I have a few ideas but they all feel like hand-waving. Sort as "let's solve for $f\circ \alpha$ where $\alpha$ is arbitrary" (say.. $(f\circ\alpha)'(t) = A(\alpha'(t)) (f\circ\alpha)(t)$ has solutions of the form $f(\alpha(t)) = ce^{\lambda(t)}$, then write $p$ instead of $t$), but needless to say, I'm unhappy with this.
 A: Write in local coordinates $(U;x^i)$, 
$$\frac{\partial f}{\partial x^i}=A_i(x)f(x),$$
where $A_i$'s are smooth.

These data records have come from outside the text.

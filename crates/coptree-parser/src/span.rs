use std::ops::Range;

/// A byte range in the source text.
#[derive(Debug, Clone, Copy, Default, PartialEq, Eq, Hash)]
pub struct Span {
    start: usize,
    end: usize,
}

impl Span {
    /// Create a new span from a byte range
    pub fn new(range: Range<usize>) -> Self {
        Self {
            start: range.start,
            end: range.end.max(range.start),
        }
    }

    /// Get the start offset of the span
    pub fn start(&self) -> usize {
        self.start
    }

    /// Get the end offset of the span
    pub fn end(&self) -> usize {
        self.end
    }

    /// Get the length of the span
    pub fn len(&self) -> usize {
        self.end - self.start
    }

    /// Check if the span is empty
    pub fn is_empty(&self) -> bool {
        self.start == self.end
    }

    /// Create a union of two spans (encompassing both)
    pub fn union(&self, other: Span) -> Span {
        Self {
            start: self.start.min(other.start),
            end: self.end.max(other.end),
        }
    }

    /// Shift the span right by `offset` bytes.
    pub fn offset_by(&self, offset: usize) -> Span {
        Self {
            start: self.start + offset,
            end: self.end + offset,
        }
    }
}

impl From<Range<usize>> for Span {
    fn from(range: Range<usize>) -> Self {
        Self::new(range)
    }
}
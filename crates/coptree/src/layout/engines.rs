//! Layout engine factory.
//!
//! Engines are selected by [`LayoutEngine`] and cached by the
//! [`EngineBuilder`], which also attaches orientation and spacing to every
//! layout it builds so renderers can place cells without knowing which
//! engine produced them.

mod layered;
mod linear;

use std::collections::HashMap;

use log::{debug, trace};

use crate::{
    config::LayoutConfig,
    layout::{LayoutEngine, LayoutNode, Orientation, TreeLayout},
    structure::DependencyTree,
};

/// Interface of tree layout engines.
pub trait TreeEngine {
    /// Calculates one cell per token, indexed by surface position.
    fn calculate(&self, tree: &DependencyTree) -> Vec<LayoutNode>;
}

/// Builder for creating and configuring layout engines.
///
/// The builder can be reused across sentences; engines are created on
/// first use and kept.
#[derive(Default)]
pub struct EngineBuilder {
    // Cache for reusing engines
    engines: HashMap<LayoutEngine, Box<dyn TreeEngine>>,

    // Configuration options
    orientation: Orientation,
    column_spacing: f32,
    level_spacing: f32,
}

impl EngineBuilder {
    /// Create a new engine builder with an empty cache and zero spacing
    pub fn new() -> Self {
        Self::default()
    }

    /// Create an engine builder with orientation and spacing from `config`
    pub fn from_config(config: &LayoutConfig) -> Self {
        Self::new()
            .with_orientation(config.orientation())
            .with_column_spacing(config.column_spacing())
            .with_level_spacing(config.level_spacing())
    }

    /// Set the direction in which depth levels grow
    pub fn with_orientation(mut self, orientation: Orientation) -> Self {
        self.orientation = orientation;
        self
    }

    /// Set the distance between adjacent columns
    pub fn with_column_spacing(mut self, spacing: f32) -> Self {
        self.column_spacing = spacing;
        self
    }

    /// Set the distance between adjacent depth levels
    pub fn with_level_spacing(mut self, spacing: f32) -> Self {
        self.level_spacing = spacing;
        self
    }

    /// Get an engine of the specified type
    pub fn engine(&mut self, engine_type: LayoutEngine) -> &dyn TreeEngine {
        let engine = self.engines.entry(engine_type).or_insert_with(|| {
            trace!(engine:% = engine_type; "Creating layout engine");
            let engine: Box<dyn TreeEngine> = match engine_type {
                LayoutEngine::Layered => Box::new(layered::Layered::new()),
                LayoutEngine::Linear => Box::new(linear::Linear::new()),
            };
            engine
        });
        // Dereference to avoid returning reference to temporary
        &**engine
    }

    /// Lay out `tree` with the engine of type `engine_type`.
    pub fn build(&mut self, tree: &DependencyTree, engine_type: LayoutEngine) -> TreeLayout {
        let nodes = self.engine(engine_type).calculate(tree);
        let layout = TreeLayout::new(nodes)
            .with_orientation(self.orientation)
            .with_spacing(self.column_spacing, self.level_spacing);
        debug!(
            engine:% = engine_type,
            columns = layout.columns(),
            levels = layout.levels();
            "Layout calculated"
        );
        layout
    }
}

#[cfg(test)]
mod tests {
    use super::*;
    use coptree_core::record::{SentenceBatch, TokenRecord};
    use coptree_parser::validate::{Validated, validate};

    fn copula_sentence() -> DependencyTree {
        let batch = SentenceBatch::new(vec![
            TokenRecord::new(1, "ⲁⲛⲟⲕ", "ⲁⲛⲟⲕ", "PRON", 2, "nsubj"),
            TokenRecord::new(2, "ⲡⲉ", "ⲡⲉ", "AUX", 0, "root"),
            TokenRecord::new(3, "ⲡⲛⲟⲩⲧⲉ", "ⲛⲟⲩⲧⲉ", "NOUN", 2, "nsubj"),
        ]);
        match validate(batch) {
            Ok(Validated::Tree(batch)) => DependencyTree::build(batch),
            other => panic!("expected a valid tree, got {other:?}"),
        }
    }

    #[test]
    fn test_builder_attaches_configuration() {
        let config = LayoutConfig::new(LayoutEngine::Layered, Orientation::LeftRight);
        let mut builder = EngineBuilder::from_config(&config);
        let layout = builder.build(&copula_sentence(), LayoutEngine::Layered);
        assert_eq!(layout.orientation(), Orientation::LeftRight);
        assert_eq!(layout.len(), 3);
        // The root sits at level 0, so it lies on the left edge.
        assert_eq!(layout.point(1).map(|point| point.x()), Some(0.0));
    }

    #[test]
    fn test_builder_is_reusable() {
        let mut builder = EngineBuilder::new();
        let tree = copula_sentence();
        let first = builder.build(&tree, LayoutEngine::Linear);
        let second = builder.build(&tree, LayoutEngine::Linear);
        assert_eq!(first, second);
        assert_ne!(first, builder.build(&tree, LayoutEngine::Layered));
    }
}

You can solve the system of PDEs if and only if Frobenius conditions hold.
Also, $A(p,v)$ should be linear in $v$.
A: An alternative approach is as follows: As mentioned in the answer of @EclipseSun, you have to assume that $A(p,v)$ is linear in $v$. Then this defines a one-form, let me call it $\alpha$, and your  equation becomes $df= f\alpha$. Assuming that $f$ is non-zero, you can write this as $\frac{df}{f}=\alpha$, i.e. as $d\log(f)=\alpha$. Thus you get a necessary condition for existence of a solution, namely $d\alpha=0$, i.e. $\frac{\partial A_i}{\partial x^j}=\frac{\partial A_j}{\partial x^i}$ for all $i$ and $j$. If this is satsified, then locally $\alpha=d\lambda$ for a smooth function $\lambda$ (which is determined up to an additive constant). This gives a solution of the expected form $f(x)=Ce^{\lambda(x)}$. If you are looking for global solutions, you need that in addition to $d\alpha=0$ the class of $\alpha$ in the first de-Rham cohomology is trivial.